In 2022, the industry experienced a series of shocks that resulted in a slight decline in orders. However, in the mid- to long-term, Interact Analysis predicts a return to healthy growth between 2021 and 2027.

Four major factors impact the warehouse automation market in the short term: the Ukraine-Russia war, lower investment by Amazon, changes to commodity prices, and rising inflation rates.

The war in Ukraine is having a negative impact on all of Europe, but in particular durable manufacturing in Eastern Europe. Investments in warehouse automation from manufacturing facilities in Eastern Europe have seen an uptick in recent years, especially with the trend toward near-shoring. Many companies, however, have reportedly postponed their investments as a result of the ongoing conflict.

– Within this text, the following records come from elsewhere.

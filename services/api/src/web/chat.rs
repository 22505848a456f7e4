//! services/api/src/web/chat.rs
//!
//! Handlers for the recommendation chat. The transcript belongs to the session
//! and grows by one user turn and one assistant turn per send.

use axum::{
    extract::State,
    http::{StatusCode, Uri},
    response::{IntoResponse, Json, Response},
    Extension,
};
use shelf_aware_core::chat::{effective_emotions, user_message_content};
use shelf_aware_core::domain::{AuthSession, ChatMessage, ChatRole};
use shelf_aware_core::review::dedup_tags;
use std::sync::Arc;
use tracing::info;

use crate::web::protocol::{
    ChatMessageDto, ChatViewDto, SendMessageRequest, SendMessageResponse, ShellDto,
};
use crate::web::rest::{emotion_tags, port_failure, HandlerError};
use crate::web::state::AppState;

/// The conversation so far and the emotion picker.
#[utoipa::path(
    get,
    path = "/chatbot",
    responses(
        (status = 200, description = "Chat transcript", body = ChatViewDto)
    )
)]
pub async fn chat_view_handler(
    State(state): State<Arc<AppState>>,
    Extension(session): Extension<AuthSession>,
    uri: Uri,
) -> Result<Json<ChatViewDto>, HandlerError> {
    let messages = state
        .sessions
        .chat_transcript(&session.id)
        .await
        .map_err(|e| port_failure("Loading transcript", e))?;

    Ok(Json(ChatViewDto {
        shell: ShellDto::new(session.role, uri.path()),
        messages: messages.into_iter().map(ChatMessageDto::from).collect(),
        emotion_tags: emotion_tags(),
    }))
}

/// Sends one turn and waits for the assistant's reply.
///
/// A blank message with no emotion selected is ignored.
#[utoipa::path(
    post,
    path = "/chatbot/messages",
    request_body = SendMessageRequest,
    responses(
        (status = 200, description = "The sent turn and the assistant's reply", body = SendMessageResponse),
        (status = 204, description = "Nothing to send")
    )
)]
pub async fn send_message_handler(
    State(state): State<Arc<AppState>>,
    Extension(session): Extension<AuthSession>,
    Json(req): Json<SendMessageRequest>,
) -> Result<Response, HandlerError> {
    let emotions = dedup_tags(req.emotions);
    let Some(content) = user_message_content(&req.message, &emotions) else {
        return Ok(StatusCode::NO_CONTENT.into_response());
    };

    // 1. Record the reader's turn
    let sent = ChatMessage::new(ChatRole::User, content);
    state
        .sessions
        .append_chat_message(&session.id, sent.clone())
        .await
        .map_err(|e| port_failure("Saving message", e))?;

    // 2. Wait for the assistant
    let reply_text = state
        .assistant
        .reply(&req.message, &effective_emotions(&emotions))
        .await
        .map_err(|e| port_failure("Generating reply", e))?;
    info!(?emotions, "Assistant replied");

    // 3. Record the reply
    let reply = ChatMessage::new(ChatRole::Assistant, reply_text);
    state
        .sessions
        .append_chat_message(&session.id, reply.clone())
        .await
        .map_err(|e| port_failure("Saving reply", e))?;

    Ok(Json(SendMessageResponse {
        sent: sent.into(),
        reply: reply.into(),
    })
    .into_response())
}
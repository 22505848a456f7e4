//! services/api/src/web/middleware.rs
//!
//! The session gate: every request is matched against the route guards before
//! it reaches a handler.

use axum::{
    extract::{Request, State},
    http::{header, HeaderMap},
    middleware::Next,
    response::{IntoResponse, Redirect, Response},
};
use shelf_aware_core::navigation::{Access, Route};
use std::sync::Arc;
use tracing::debug;

use crate::web::state::AppState;

pub const SESSION_COOKIE: &str = "session";

/// Pulls the session id out of the `Cookie` header, if present.
pub fn session_cookie(headers: &HeaderMap) -> Option<String> {
    headers
        .get(header::COOKIE)
        .and_then(|v| v.to_str().ok())?
        .split(';')
        .find_map(|c| c.trim().strip_prefix(SESSION_COOKIE)?.strip_prefix('='))
        .filter(|id| !id.is_empty())
        .map(str::to_string)
}

/// Middleware that resolves the caller's session and applies the route guards.
///
/// A live session is inserted into the request extensions as an `AuthSession`.
/// Anonymous callers are redirected to `/login`; signed-in callers hitting
/// `/`, `/login`, an unknown path, or `/admin` without the admin role are
/// redirected to `/bookshelf`.
pub async fn gate(State(state): State<Arc<AppState>>, mut req: Request, next: Next) -> Response {
    // 1. Resolve the session, treating unknown or expired ids as anonymous
    let session = match session_cookie(req.headers()) {
        Some(id) => state.sessions.validate_auth_session(&id).await.ok(),
        None => None,
    };

    // 2. Apply the route guard
    let path = req.uri().path().to_string();
    let role = session.as_ref().map(|s| s.role);
    if let Access::Redirect(target) = Route::from_path(&path).access(role) {
        debug!(%path, ?role, %target, "Route guard redirect");
        return Redirect::to(target).into_response();
    }

    // 3. Hand the session to the handler and continue
    if let Some(session) = session {
        req.extensions_mut().insert(session);
    }
    next.run(req).await
}

#[cfg(test)]
mod tests {
    use super::*;
    use axum::http::HeaderValue;

    #[test]
    fn session_id_is_read_from_the_cookie_header() {
        let mut headers = HeaderMap::new();
        headers.insert(
            header::COOKIE,
            HeaderValue::from_static("theme=dark; session=abc-123; other=1"),
        );
        assert_eq!(session_cookie(&headers).as_deref(), Some("abc-123"));
    }

    #[test]
    fn missing_or_empty_cookie_means_anonymous() {
        let mut headers = HeaderMap::new();
        assert_eq!(session_cookie(&headers), None);
        headers.insert(header::COOKIE, HeaderValue::from_static("session="));
        assert_eq!(session_cookie(&headers), None);
    }
}
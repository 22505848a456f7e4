//! crates/shelf_aware_core/src/navigation.rs
//!
//! Route table, access guards, and the navigation header.
//!
//! Guard logic lives here rather than in the web layer so every path decision
//! (login gate, admin-only pages, unknown paths) is one pure function.

use crate::domain::Role;

pub const LOGIN_PATH: &str = "/login";
pub const BOOKSHELF_PATH: &str = "/bookshelf";
pub const ADMIN_PATH: &str = "/admin";

#[derive(Debug, Clone, PartialEq, Eq)]
pub enum Route {
    Root,
    Login,
    Logout,
    Bookshelf,
    Book(String),
    Profile,
    Chatbot,
    Admin,
    NotFound,
}

/// Outcome of checking a route against the current session.
#[derive(Debug, Clone, PartialEq, Eq)]
pub enum Access {
    Allow,
    Redirect(&'static str),
}

impl Route {
    /// Parses a URL path; sub-resources map to the view that owns them.
    pub fn from_path(path: &str) -> Self {
        let trimmed = path.trim_end_matches('/');
        let mut segments = trimmed.split('/').skip(1);

        match (segments.next(), segments.next()) {
            (None, _) | (Some(""), None) => Self::Root,
            (Some("login"), None) => Self::Login,
            (Some("logout"), None) => Self::Logout,
            (Some("bookshelf"), None) => Self::Bookshelf,
            (Some("book"), Some(id)) if !id.is_empty() => Self::Book(id.to_string()),
            (Some("profile"), None) => Self::Profile,
            (Some("chatbot"), _) => Self::Chatbot,
            (Some("admin"), _) => Self::Admin,
            _ => Self::NotFound,
        }
    }

    /// **Guard logic.** `role` is `None` for an anonymous visitor.
    pub fn access(&self, role: Option<Role>) -> Access {
        match (self, role) {
            (Self::Login, None) => Access::Allow,
            (_, None) => Access::Redirect(LOGIN_PATH),
            (Self::Root | Self::Login | Self::NotFound, Some(_)) => {
                Access::Redirect(BOOKSHELF_PATH)
            }
            (Self::Admin, Some(role)) if !role.is_admin() => Access::Redirect(BOOKSHELF_PATH),
            _ => Access::Allow,
        }
    }
}

/// Where a fresh login lands.
pub fn landing_path(role: Role) -> &'static str {
    match role {
        Role::Admin => ADMIN_PATH,
        Role::User => BOOKSHELF_PATH,
    }
}

#[derive(Debug, Clone, PartialEq, Eq)]
pub struct NavItem {
    pub path: &'static str,
    pub label: &'static str,
    pub active: bool,
}

/// Header links for `role`, with the one matching `current_path` marked.
pub fn nav_items(role: Role, current_path: &str) -> Vec<NavItem> {
    let links: &[(&'static str, &'static str)] = match role {
        Role::Admin => &[(ADMIN_PATH, "Admin Panel"), (BOOKSHELF_PATH, "Bookshelf")],
        Role::User => &[
            (BOOKSHELF_PATH, "Bookshelf"),
            ("/chatbot", "Chatbot"),
            ("/profile", "Profile"),
        ],
    };

    links
        .iter()
        .map(|&(path, label)| NavItem {
            path,
            label,
            active: path == current_path,
        })
        .collect()
}
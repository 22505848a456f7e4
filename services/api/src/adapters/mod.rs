pub mod library;
pub mod memory;
pub mod scripted_chat;
pub mod scripted_summary;

pub use library::FixtureLibrary;
pub use memory::InMemorySessionStore;
pub use scripted_chat::ScriptedAssistant;
pub use scripted_summary::ScriptedSummarizer;
#[derive(Serialize, Deserialize, ToSchema, Debug, Clone)]
pub struct ProfileDto {
    pub shell: ShellDto,
    pub user: UserDto,
    pub initials: String,
    pub total_books: usize,
    pub completed: usize,
    pub currently_reading: usize,
    pub genre_counts: Vec<GenreCountDto>,
    pub mood_chart: Vec<MoodPointDto>,
    pub mood_history: Vec<MoodEntryDto>,
    pub average_rating_given: f64,
    pub rounded_stars: u8,
    pub reviews: Vec<ReviewWithTitleDto>,
}

impl ProfileDto {
    pub fn new(shell: ShellDto, stats: ProfileStats) -> Self {
        Self {
            shell,
            user: stats.user.into(),
            initials: stats.initials,
            total_books: stats.total_books,
            completed: stats.completed,
            currently_reading: stats.currently_reading,
            genre_counts: stats.genre_counts.into_iter().map(Into::into).collect(),
            mood_chart: stats.mood_chart.into_iter().map(Into::into).collect(),
            mood_history: stats.mood_history.into_iter().map(Into::into).collect(),
            average_rating_given: stats.average_rating_given,
            rounded_stars: stats.rounded_stars,
            reviews: stats.reviews.into_iter().map(Into::into).collect(),
        }
    }
}

//=========================================================================================
// Chatbot
//=========================================================================================

#[derive(Serialize, Deserialize, ToSchema, Debug, Clone)]
pub struct ChatViewDto {
    pub shell: ShellDto,
    pub messages: Vec<ChatMessageDto>,
    pub emotion_tags: Vec<String>,
}

#[derive(Deserialize, ToSchema, Debug, Default)]
pub struct SendMessageRequest {
    #[serde(default)]
    pub message: String,
    #[serde(default)]
    pub emotions: Vec<String>,
}

#[derive(Serialize, Deserialize, ToSchema, Debug)]
pub struct SendMessageResponse {
    pub sent: ChatMessageDto,
    pub reply: ChatMessageDto,
}

//=========================================================================================
// Admin Panel
//=========================================================================================

#[derive(Serialize, Deserialize, ToSchema, Debug, Clone)]
pub struct ModerationDto {
    pub pending: Vec<ReviewWithTitleDto>,
    pub pending_count: usize,
    pub approved: Vec<ReviewWithTitleDto>,
    pub approved_count: usize,
}

impl From<ModerationQueue> for ModerationDto {
    fn from(q: ModerationQueue) -> Self {
        Self {
            pending: q.pending.into_iter().map(Into::into).collect(),
            pending_count: q.pending_count,
            approved: q.approved.into_iter().map(Into::into).collect(),
            approved_count: q.approved_count,
        }
    }
}

#[derive(Serialize, Deserialize, ToSchema, Debug, Clone)]
pub struct AdminViewDto {
    pub shell: ShellDto,
    pub book_count: usize,
    pub books: Vec<BookDto>,
    pub genre_vocabulary: Vec<String>,
    pub conditions: Vec<String>,
    pub moderation: ModerationDto,
}

/// The price box is a free text field; numbers are accepted too.
#[derive(Deserialize, ToSchema, Debug, Clone)]
#[serde(untagged)]
pub enum PriceInput {
    Number(f64),
    Text(String),
}

impl Default for PriceInput {
    fn default() -> Self {
        Self::Text(String::new())
    }
}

Europe invested heavily in automation in the wake of the pandemic and subsequent labor shortages. But since the war in Ukraine, this trend has started to slow in some parts of the continent. In the long term out to 2027, however, growth is still expected to remain high for the warehouse automation market.

The conflict has also indirectly influenced rising interest rates and inflation. As consumer spending slows, retailers will likely tighten their purse strings and potentially postpone large-scale automation projects until the economy is more stable.

Amazon is also having a negative impact on the market after announcing a slowdown in its fulfillment center expansion, which directly impacts the company’s warehouse automation spending activity. Amazon’s spending on automation projects dropped by 30% in 2022, and will fall 20% in 2023. Given how much of the market Amazon drives, a slowdown in its investments reduces overall revenue growth.